Syriusz roześmiał się głośno i wepchnął się w pustą przestrzeń między Evans, a chłopaka.
-Ty chyba czegoś nie rozumiesz. - powiedział Gryfon zniżając głos tak, żeby nikt na korytarzu poza zainteresowanymi go nie słyszał. - Lily nigdzie sama z Tobą nie pójdzie. Jak chcesz, to ja mogę Ci towarzyszyć ale wówczas nie wiem czy nie zafunduję Ci tygodniowego urlopu w Skrzydle Szpitalnym. Jeremy zmrużył oczy i już chciał coś powiedzieć, ale tuż obok Syriusza pojawił się James i Peter.

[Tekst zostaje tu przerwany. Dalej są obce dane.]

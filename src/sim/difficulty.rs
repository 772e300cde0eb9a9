//! Difficulty tiers and their tuning table

use serde::{Deserialize, Serialize};

/// Difficulty tier, chosen before a round starts
#[derive(Debug, Clone, Copy, PartialEq, Eq, Hash, PartialOrd, Ord, Serialize, Deserialize, Default)]
pub enum Difficulty {
    #[default]
    Easy,
    Medium,
    Hard,
}

/// Read-only tuning for one tier
#[derive(Debug, Clone, Copy, PartialEq, Serialize, Deserialize)]
pub struct DifficultyParams {
    /// Seconds between spawn attempts
    pub spawn_interval_seconds: f32,
    /// Leftward speed of newly spawned obstacles at round start (pixels/s)
    pub obstacle_speed: f32,
    /// Cap on concurrently active obstacles
    pub max_on_screen: usize,
    /// Spawn speed gained per second of play (pixels/s²)
    pub speed_ramp: f32,
}

impl Difficulty {
    pub const ALL: [Difficulty; 3] = [Difficulty::Easy, Difficulty::Medium, Difficulty::Hard];

    pub fn as_str(&self) -> &'static str {
        match self {
            Difficulty::Easy => "Easy",
            Difficulty::Medium => "Medium",
            Difficulty::Hard => "Hard",
        }
    }

    pub fn from_str(s: &str) -> Option<Self> {
        match s.to_lowercase().as_str() {
            "easy" => Some(Difficulty::Easy),
            "medium" | "med" => Some(Difficulty::Medium),
            "hard" => Some(Difficulty::Hard),
            _ => None,
        }
    }

    pub fn params(&self) -> DifficultyParams {
        match self {
            Difficulty::Easy => DifficultyParams {
                spawn_interval_seconds: 2.0,
                obstacle_speed: 120.0,
                max_on_screen: 4,
                speed_ramp: 1.0,
            },
            Difficulty::Medium => DifficultyParams {
                spawn_interval_seconds: 1.5,
                obstacle_speed: 170.0,
                max_on_screen: 6,
                speed_ramp: 1.5,
            },
            Difficulty::Hard => DifficultyParams {
                spawn_interval_seconds: 1.0,
                obstacle_speed: 230.0,
                max_on_screen: 8,
                speed_ramp: 2.5,
            },
        }
    }
}

#[cfg(test)]
mod tests {
    use super::*;

    #[test]
    fn test_name_round_trip() {
        for tier in Difficulty::ALL {
            assert_eq!(Difficulty::from_str(tier.as_str()), Some(tier));
        }
        assert_eq!(Difficulty::from_str("MED"), Some(Difficulty::Medium));
        assert_eq!(Difficulty::from_str("nightmare"), None);
    }

    #[test]
    fn test_harder_tiers_are_harder() {
        let easy = Difficulty::Easy.params();
        let hard = Difficulty::Hard.params();
        assert!(hard.spawn_interval_seconds < easy.spawn_interval_seconds);
        assert!(hard.obstacle_speed > easy.obstacle_speed);
        assert!(hard.max_on_screen > easy.max_on_screen);
    }
}
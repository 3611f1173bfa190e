//! String interning for identifiers and constant strings.
//!
//! The parser and compiler both need cheap, comparable handles for
//! identifier names and string literals that recur across a script.
//! `Interner` hands out `Symbol`s backed by an `IndexMap` so iteration
//! order matches insertion order, which keeps compiled output
//! deterministic (see the determinism invariant in the data model).

use indexmap::IndexSet;

/// A cheap, `Copy` handle for an interned string.
#[derive(Debug, Clone, Copy, PartialEq, Eq, Hash, PartialOrd, Ord, serde::Serialize, serde::Deserialize)]
pub struct Symbol(u32);

impl Symbol {
    pub fn index(self) -> usize {
        self.0 as usize
    }
}

#[derive(Debug, Default, Clone, serde::Serialize, serde::Deserialize)]
pub struct Interner {
    strings: IndexSet<String>,
}

impl Interner {
    pub fn new() -> Self {
        Self::default()
    }

    /// Interns `s`, returning the same `Symbol` for equal strings.
    pub fn intern(&mut self, s: &str) -> Symbol {
        if let Some(idx) = self.strings.get_index_of(s) {
            return Symbol(idx as u32);
        }
        let (idx, _) = self.strings.insert_full(s.to_string());
        Symbol(idx as u32)
    }

    pub fn resolve(&self, sym: Symbol) -> &str {
        self.strings
            .get_index(sym.index())
            .expect("Symbol not produced by this Interner")
    }

    /// Looks up a string without interning it, for callers that only
    /// want to know whether it was already seen (e.g. matching a raised
    /// error's class name against an installed `catch` handler).
    pub fn find(&self, s: &str) -> Option<Symbol> {
        self.strings.get_index_of(s).map(|idx| Symbol(idx as u32))
    }

    pub fn len(&self) -> usize {
        self.strings.len()
    }

    pub fn is_empty(&self) -> bool {
        self.strings.is_empty()
    }
}

#[cfg(test)]
mod tests {
    use super::*;

    #[test]
    fn interning_same_string_returns_same_symbol() {
        let mut interner = Interner::new();
        let a = interner.intern("health");
        let b = interner.intern("health");
        assert_eq!(a, b);
    }

    #[test]
    fn resolve_round_trips() {
        let mut interner = Interner::new();
        let sym = interner.intern("__LINE__");
        assert_eq!(interner.resolve(sym), "__LINE__");
    }

    #[test]
    fn distinct_strings_get_distinct_symbols() {
        let mut interner = Interner::new();
        let a = interner.intern("a");
        let b = interner.intern("b");
        assert_ne!(a, b);
    }

    #[test]
    fn find_does_not_intern_an_unseen_string() {
        let mut interner = Interner::new();
        interner.intern("health");
        assert_eq!(interner.find("mana"), None);
        assert_eq!(interner.len(), 1);
    }

    #[test]
    fn find_locates_an_already_interned_string() {
        let mut interner = Interner::new();
        let sym = interner.intern("TinderBurn");
        assert_eq!(interner.find("TinderBurn"), Some(sym));
    }
}
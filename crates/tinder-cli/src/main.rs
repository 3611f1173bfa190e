mod cli;
mod commands;
mod config;
mod host;
mod util;

use std::process::ExitCode;

use clap::Parser;

use cli::{Cli, Command};
use config::Config;

fn main() -> ExitCode {
    tracing_subscriber::fmt().with_env_filter(tracing_subscriber::EnvFilter::from_default_env()).init();

    let cli = Cli::parse();
    let config = match Config::load(&cli.config) {
        Ok(config) => config,
        Err(code) => return code,
    };
    match cli.command {
        Command::Check { source } => commands::check::run(&source),
        Command::Run { source, trace, fuel } => commands::run::run(&source, trace, fuel, &config),
        Command::Dump { source, format } => commands::dump::run(&source, format),
    }
}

-Jakiś problem? - zapytał Potter, na co Lily zaczęła chichotać, ponieważ dokładnie takich samych słów użył Syriusz. Oni na prawdę są jak bracia! - pomyślała.
-Otóż, nasz nie drogi Jerry zaczepia naszą jak najbardziej kochaną Lil. - wyjaśnił Łapa wzdychając teatralnie, machając przy tym dłonią w stronę krukona.
-Jerry. - powiedział okularnik wykrzywiając usta. - Mam ja Cię pozaczepiać?
-A musisz wiedzieć, że Rogacz zaczepia jak nikt inny! - wtrącił się Peter. Nelson zbladł i zrobił krok do tyłu, a po nim następny. Ponad ramieniem chłopaków zobaczył delikatny uśmiech Lily i postanowił na dziś zrezygnować z rozmowy z nią. W końcu będzie musiała zostać bez tej obstawy! Kiedy chłopak zniknął z pola widzenia trzej Huncwoci przybili sobie piątki. Evans wzniosła oczy do góry i westchnęła.
-Nie musieliście, aż tak mu grozić! - mruknęła kierując się w stronę sali do Eliksirów. Chłopcy spojrzeli po sobie, a Syriusz machnął ręką żeby nie reagować na gadanie dziewczyny. Lily miała swoje zasady i musiała ich za coś upomnieć.
-Nieważne. - odezwał się Potter ignorując spojrzenie zielonych oczu, które rzuciła mu ich właścicielka.- Dziś wieczorem wcielamy w życie plan : CZEKOLADA.
-Nareszcie! - Black klasnął w dłonie. - Dawno nie było żadnego dowcipu, więc upieczemy dwie pieczenie na jednym ogniu.
-A ja jestem coraz mniej pewna tego planu. - westchnęła rudowłosa. - Chyba się nie nadaję do takich rzeczy.
-Kto wymyślił tą nazwę? - do rozmowy wtrącił się Remus, który podbiegł do nich od strony biblioteki i usłyszał końcówkę rozmowy.Pytanie Lupina spotkało się gromkim śmiechem dwóch naczelnych Huncwotów i Lily oraz z rumieńcem u Petera.
-To nasz niezastąpiony Glizdek, wpadł na ten cudowny pomysł. - oznajmił James stając na końcu długiej kolejki prowadzącej do sali eliksirów. - Siedzieliśmy u nas w dormitorium i wymyślaliśmy dobrą ksywkę dla naszego planu...
-To się nazywa kryptonim. - mruknęła Lily kręcąc głową nad wypowiedzią chłopaka. Okularnik wykrzywił się w jej stronę i kontynuował:
-No myślimy i myślimy, a Glizdek cały czas lamentuje, że ktoś mu zwędził czekoladę i tak zostało. Remus już otwierał usta żeby jakoś to skomentować, ale w tej chwili w drzwiach pokazał się profesor Slughorn i gestem ręki zaprosił uczniów do sali.
~*~
Wraz z wybiciem godziny 19, w jednej z klas niedaleko Wielkiej Sali zebrała się grupka uczniów. Poza Jamesem, Syriuszem, Remusem Peterem przyszła też, ku zdziwieniu Lily - Marlena McKinnon. Dziewczyna uśmiechnęła się ciepło do rudowłosej Gryfonki.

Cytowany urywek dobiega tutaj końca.